AriannaSimpson.eth@AriannaSimpson

Some news! After 6 incredible years, I’m going to be transitioning out of a16z. I’m starting a fund of my own to do what I love most, which is investing in great founders as early as I can find them, with a broader aperture across the many verticals where great companies are being built today. I learned a huge amount during my time at a16z. @cdixon is widely known as a legendary investor and having the opportunity to work closely with him for the past 6 years has been an honor. I am extremely grateful for his mentorship, the opportunities he gave me here, and for the capital and responsibilities he entrusted me with. His frameworks will shape how I think about investments for the rest of my career. When I joined, the crypto vertical was 7 people (it’s now north of 80), and the firm, while already successful, was nowhere near the scale or scope it has today. At the time I thought the firm’s moves to dominate the industry had mostly unfolded, but I underestimated how much the lead could widen in a few short years. @bhorowitz and @pmarca have built an institution, and I am glad to have had the chance to play a small role on the team.

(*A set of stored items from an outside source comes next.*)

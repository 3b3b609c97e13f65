pub mod path;

use std::path::Path;

/// Remove directories that are subdirectories of other directories in the list.
pub fn non_overlapping_directories(dirs: Vec<String>) -> Vec<String> {
    let mut result: Vec<String> = Vec::new();

    for dir in dirs {
        let dir_path = Path::new(&dir);
        let mut should_add = true;
        let result_clone = result.clone();

        for res_dir in &result_clone {
            let res_dir_path = Path::new(res_dir);

            if dir_path.starts_with(res_dir_path) {
                should_add = false;
                break;
            }

            if res_dir_path.starts_with(dir_path) {
                result.retain(|x| x != res_dir);
                break;
            }
        }

        if should_add {
            result.push(dir);
        }
    }

    result
}

#[cfg(test)]
mod tests {
    use super::*;

    #[test]
    fn test_non_overlapping_no_overlap() {
        let dirs = vec![
            "/data/downloads".to_string(),
            "/data/incoming".to_string(),
            "/var/spool".to_string(),
        ];
        let result = non_overlapping_directories(dirs);
        assert_eq!(result.len(), 3);
    }

    #[test]
    fn test_non_overlapping_with_subdirectory() {
        let dirs = vec![
            "/data/downloads".to_string(),
            "/data/downloads/complete".to_string(),
            "/var/spool".to_string(),
        ];
        let result = non_overlapping_directories(dirs);
        assert_eq!(result.len(), 2);
        assert!(result.contains(&"/data/downloads".to_string()));
        assert!(!result.contains(&"/data/downloads/complete".to_string()));
    }
}
use clap::{Parser, Subcommand};

#[derive(Debug, Parser)] // requires `derive` feature
#[command(name = "downsweep")]
#[command(about = "Sweeps messy download folders into a clean library", long_about = None)]
pub struct Cli {
    #[command(subcommand)]
    pub command: Option<Commands>,
}

#[derive(Debug, Subcommand)]
pub enum Commands {
    /// Run the full sweep over the configured source roots
    Process,
    /// Print the effective configuration
    PrintConfig,
    /// Re-run the environment benchmark and refresh the cached profile
    Bench,
}
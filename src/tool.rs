use std::ffi::OsStr;
use std::io::{ErrorKind, Read};
use std::process::{Command, Stdio};
use std::thread;
use std::time::{Duration, Instant};

use tracing::debug;
use wait_timeout::ChildExt;

use crate::error::Result;
use crate::safety::SafetyInvariantEngine;

#[derive(Debug)]
pub struct ToolOutput {
    pub success: bool,
    pub timed_out: bool,
    pub exit_code: Option<i32>,
    pub stdout: String,
    pub stderr: String,
    pub elapsed: Duration,
}

impl ToolOutput {
    /// Combined stdout+stderr, lowercased for signature matching.
    pub fn combined_lower(&self) -> String {
        let mut s = self.stdout.to_ascii_lowercase();
        s.push('\n');
        s.push_str(&self.stderr.to_ascii_lowercase());
        s
    }
}

#[derive(Debug)]
pub enum ToolResult {
    Output(ToolOutput),
    /// The executable is not installed. Callers decide whether that is
    /// fail-open (validation) or a hard failure (extraction).
    NotFound,
}

fn spawn_reader<R: Read + Send + 'static>(reader: Option<R>) -> thread::JoinHandle<String> {
    thread::spawn(move || {
        let mut buf = Vec::new();
        if let Some(mut reader) = reader {
            let _ = reader.read_to_end(&mut buf);
        }
        String::from_utf8_lossy(&buf).into_owned()
    })
}

/// Run an external tool with a hard wall-clock deadline. The child is
/// killed on expiry and the call reports a timed-out failure instead of
/// blocking. Output pipes are drained on reader threads so a chatty child
/// can never deadlock against a full pipe.
pub fn run_with_timeout<I, S>(program: &str, args: I, timeout: Duration) -> Result<ToolResult>
where
    I: IntoIterator<Item = S>,
    S: AsRef<OsStr>,
{
    // I8: the timeout is part of the call signature; this logs if excessive.
    SafetyInvariantEngine::subprocess_timeout_declared(Some(timeout));

    let mut child = match Command::new(program)
        .args(args)
        .stdin(Stdio::null())
        .stdout(Stdio::piped())
        .stderr(Stdio::piped())
        .spawn()
    {
        Ok(child) => child,
        Err(e) if e.kind() == ErrorKind::NotFound => {
            debug!("tool '{}' not found on this system", program);
            return Ok(ToolResult::NotFound);
        }
        Err(e) => return Err(e.into()),
    };

    let started = Instant::now();
    let stdout_handle = spawn_reader(child.stdout.take());
    let stderr_handle = spawn_reader(child.stderr.take());

    let status = child.wait_timeout(timeout)?;
    let (success, timed_out, exit_code) = match status {
        Some(status) => (status.success(), false, status.code()),
        None => {
            let _ = child.kill();
            let _ = child.wait();
            (false, true, None)
        }
    };

    let stdout = stdout_handle.join().unwrap_or_default();
    let stderr = stderr_handle.join().unwrap_or_default();
    let elapsed = started.elapsed();

    debug!(
        "{} finished in {:.1}s (success={}, timed_out={})",
        program,
        elapsed.as_secs_f64(),
        success,
        timed_out
    );

    Ok(ToolResult::Output(ToolOutput {
        success,
        timed_out,
        exit_code,
        stdout,
        stderr,
        elapsed,
    }))
}

#[cfg(test)]
mod tests {
    use super::*;

    #[test]
    fn test_missing_tool_reports_not_found() {
        let result =
            run_with_timeout("definitely-not-a-real-tool-9913", ["--version"], Duration::from_secs(5))
                .unwrap();
        assert!(matches!(result, ToolResult::NotFound));
    }

    #[cfg(unix)]
    #[test]
    fn test_timeout_kills_child() {
        let result = run_with_timeout("sleep", ["30"], Duration::from_millis(200)).unwrap();
        match result {
            ToolResult::Output(out) => {
                assert!(out.timed_out);
                assert!(!out.success);
            }
            ToolResult::NotFound => {} // no sleep binary on this system
        }
    }

    #[cfg(unix)]
    #[test]
    fn test_output_captured() {
        let result = run_with_timeout("echo", ["hello"], Duration::from_secs(5)).unwrap();
        if let ToolResult::Output(out) = result {
            assert!(out.success);
            assert!(out.stdout.contains("hello"));
        }
    }
}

I’m sure I’ll be looking back 6 years from now and see the firm in a position  that’s  hard to even imagine from today’s vantage point. Most of the best people I’ve worked with in my career to date have been at a16z – there are too many to name. I’m very grateful to have worked with so many incredible folks here, and I know that I am leaving the crypto team and the investing practice in extremely capable hands with @cdixon, @alive_eth, and @guywuolletjr. I’m also really going to miss working with @jasonrothenal and @eddylazzarin every day in Menlo Park — I’ve learned so much from both of them. I’m very proud of the work I did here, and most importantly, of the founders I had the privilege of working with. They are the reason why I love being an investor. Sometimes it takes dozens of meetings, but every time you find a star, it makes you fall in love with the job all over again. a16z’s passion for and commitment to founders and their companies is what made me love this job in particular. I’m excited to keep doing that in my next chapter — and if you’re building, I’d love to meet!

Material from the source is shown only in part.